> Work instructions
Please output, without any change, the lines of the material below from the very first through the one with "use thiserror::Error;".

# # #

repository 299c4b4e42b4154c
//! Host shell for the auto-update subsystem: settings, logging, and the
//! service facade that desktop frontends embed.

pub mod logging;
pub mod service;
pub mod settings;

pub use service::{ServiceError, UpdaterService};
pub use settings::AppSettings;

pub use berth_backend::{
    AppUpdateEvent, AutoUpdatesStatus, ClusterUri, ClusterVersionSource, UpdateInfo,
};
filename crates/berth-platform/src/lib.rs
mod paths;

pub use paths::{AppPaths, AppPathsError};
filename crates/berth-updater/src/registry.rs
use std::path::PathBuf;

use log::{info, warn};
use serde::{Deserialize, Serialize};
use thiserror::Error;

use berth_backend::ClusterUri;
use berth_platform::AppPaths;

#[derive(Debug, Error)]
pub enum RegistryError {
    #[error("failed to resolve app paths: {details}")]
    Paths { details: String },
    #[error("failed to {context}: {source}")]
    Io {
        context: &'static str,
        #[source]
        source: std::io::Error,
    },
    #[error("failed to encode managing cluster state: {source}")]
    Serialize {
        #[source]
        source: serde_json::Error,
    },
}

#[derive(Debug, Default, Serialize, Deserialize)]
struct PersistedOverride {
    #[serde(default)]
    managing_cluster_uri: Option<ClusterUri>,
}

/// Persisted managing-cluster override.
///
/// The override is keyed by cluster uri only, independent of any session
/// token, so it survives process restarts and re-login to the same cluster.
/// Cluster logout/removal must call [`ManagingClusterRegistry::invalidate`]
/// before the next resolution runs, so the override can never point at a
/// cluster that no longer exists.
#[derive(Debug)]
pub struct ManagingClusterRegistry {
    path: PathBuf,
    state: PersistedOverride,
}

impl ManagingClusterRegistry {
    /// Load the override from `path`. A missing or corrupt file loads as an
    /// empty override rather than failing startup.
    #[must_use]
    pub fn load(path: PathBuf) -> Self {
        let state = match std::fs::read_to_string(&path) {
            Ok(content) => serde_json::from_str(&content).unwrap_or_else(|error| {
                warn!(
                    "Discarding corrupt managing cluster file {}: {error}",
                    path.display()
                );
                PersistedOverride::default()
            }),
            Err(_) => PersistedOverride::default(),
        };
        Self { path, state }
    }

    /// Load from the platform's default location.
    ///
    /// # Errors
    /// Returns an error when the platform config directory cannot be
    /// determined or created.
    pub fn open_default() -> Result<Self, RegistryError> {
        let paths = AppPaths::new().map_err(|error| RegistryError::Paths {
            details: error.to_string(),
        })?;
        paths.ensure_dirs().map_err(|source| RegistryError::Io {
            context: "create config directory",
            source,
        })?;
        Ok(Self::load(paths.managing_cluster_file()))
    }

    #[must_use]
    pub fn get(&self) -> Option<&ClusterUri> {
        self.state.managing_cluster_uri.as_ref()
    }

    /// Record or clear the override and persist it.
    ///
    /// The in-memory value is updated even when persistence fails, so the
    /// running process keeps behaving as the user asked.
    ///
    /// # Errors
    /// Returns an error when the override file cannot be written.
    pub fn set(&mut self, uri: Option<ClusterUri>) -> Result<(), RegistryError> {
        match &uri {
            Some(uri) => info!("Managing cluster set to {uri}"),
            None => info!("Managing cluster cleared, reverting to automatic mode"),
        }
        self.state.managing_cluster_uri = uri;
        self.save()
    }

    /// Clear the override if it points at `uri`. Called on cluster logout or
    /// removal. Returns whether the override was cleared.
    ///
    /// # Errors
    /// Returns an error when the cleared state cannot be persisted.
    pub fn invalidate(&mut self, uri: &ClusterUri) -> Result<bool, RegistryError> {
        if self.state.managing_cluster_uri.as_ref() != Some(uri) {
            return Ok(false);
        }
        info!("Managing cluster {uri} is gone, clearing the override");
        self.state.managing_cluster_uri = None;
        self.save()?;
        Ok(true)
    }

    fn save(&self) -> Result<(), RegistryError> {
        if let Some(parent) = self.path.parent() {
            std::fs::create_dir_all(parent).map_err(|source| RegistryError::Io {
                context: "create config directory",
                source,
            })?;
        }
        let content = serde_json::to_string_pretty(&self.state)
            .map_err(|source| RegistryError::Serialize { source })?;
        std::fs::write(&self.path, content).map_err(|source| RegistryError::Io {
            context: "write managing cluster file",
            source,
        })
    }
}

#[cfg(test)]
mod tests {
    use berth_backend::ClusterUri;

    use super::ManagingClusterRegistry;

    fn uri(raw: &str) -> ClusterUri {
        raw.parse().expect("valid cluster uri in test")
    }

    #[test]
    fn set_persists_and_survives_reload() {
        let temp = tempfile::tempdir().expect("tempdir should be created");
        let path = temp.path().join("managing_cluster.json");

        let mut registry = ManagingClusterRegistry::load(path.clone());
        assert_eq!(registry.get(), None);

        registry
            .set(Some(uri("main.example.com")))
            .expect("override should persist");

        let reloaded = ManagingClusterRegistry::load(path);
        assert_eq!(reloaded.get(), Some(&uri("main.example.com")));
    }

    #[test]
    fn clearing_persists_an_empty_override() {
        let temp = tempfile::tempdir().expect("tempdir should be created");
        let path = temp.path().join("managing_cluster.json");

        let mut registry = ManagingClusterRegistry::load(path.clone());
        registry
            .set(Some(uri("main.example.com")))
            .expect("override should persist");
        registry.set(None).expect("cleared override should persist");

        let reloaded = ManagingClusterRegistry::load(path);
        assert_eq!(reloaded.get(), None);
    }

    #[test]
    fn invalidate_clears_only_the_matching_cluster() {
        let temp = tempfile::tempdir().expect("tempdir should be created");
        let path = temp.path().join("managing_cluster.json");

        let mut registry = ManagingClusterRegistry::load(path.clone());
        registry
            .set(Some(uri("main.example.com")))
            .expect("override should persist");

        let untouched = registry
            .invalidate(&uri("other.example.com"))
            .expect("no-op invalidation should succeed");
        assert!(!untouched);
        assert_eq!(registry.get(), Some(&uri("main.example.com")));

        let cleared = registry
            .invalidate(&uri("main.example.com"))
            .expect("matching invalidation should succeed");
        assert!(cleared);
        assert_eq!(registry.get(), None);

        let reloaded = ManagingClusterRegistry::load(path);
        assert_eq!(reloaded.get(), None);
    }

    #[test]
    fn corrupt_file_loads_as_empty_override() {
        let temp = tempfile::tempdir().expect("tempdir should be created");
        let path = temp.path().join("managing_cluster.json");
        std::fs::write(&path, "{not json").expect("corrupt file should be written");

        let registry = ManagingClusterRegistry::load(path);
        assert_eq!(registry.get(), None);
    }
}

# # #

> Response
repository 299c4b4e42b4154c
//! Host shell for the auto-update subsystem: settings, logging, and the
//! service facade that desktop frontends embed.

pub mod logging;
pub mod service;
pub mod settings;

pub use service::{ServiceError, UpdaterService};
pub use settings::AppSettings;

pub use berth_backend::{
    AppUpdateEvent, AutoUpdatesStatus, ClusterUri, ClusterVersionSource, UpdateInfo,
};
filename crates/berth-platform/src/lib.rs
mod paths;

pub use paths::{AppPaths, AppPathsError};
filename crates/berth-updater/src/registry.rs
use std::path::PathBuf;

use log::{info, warn};
use serde::{Deserialize, Serialize};
use thiserror::Error;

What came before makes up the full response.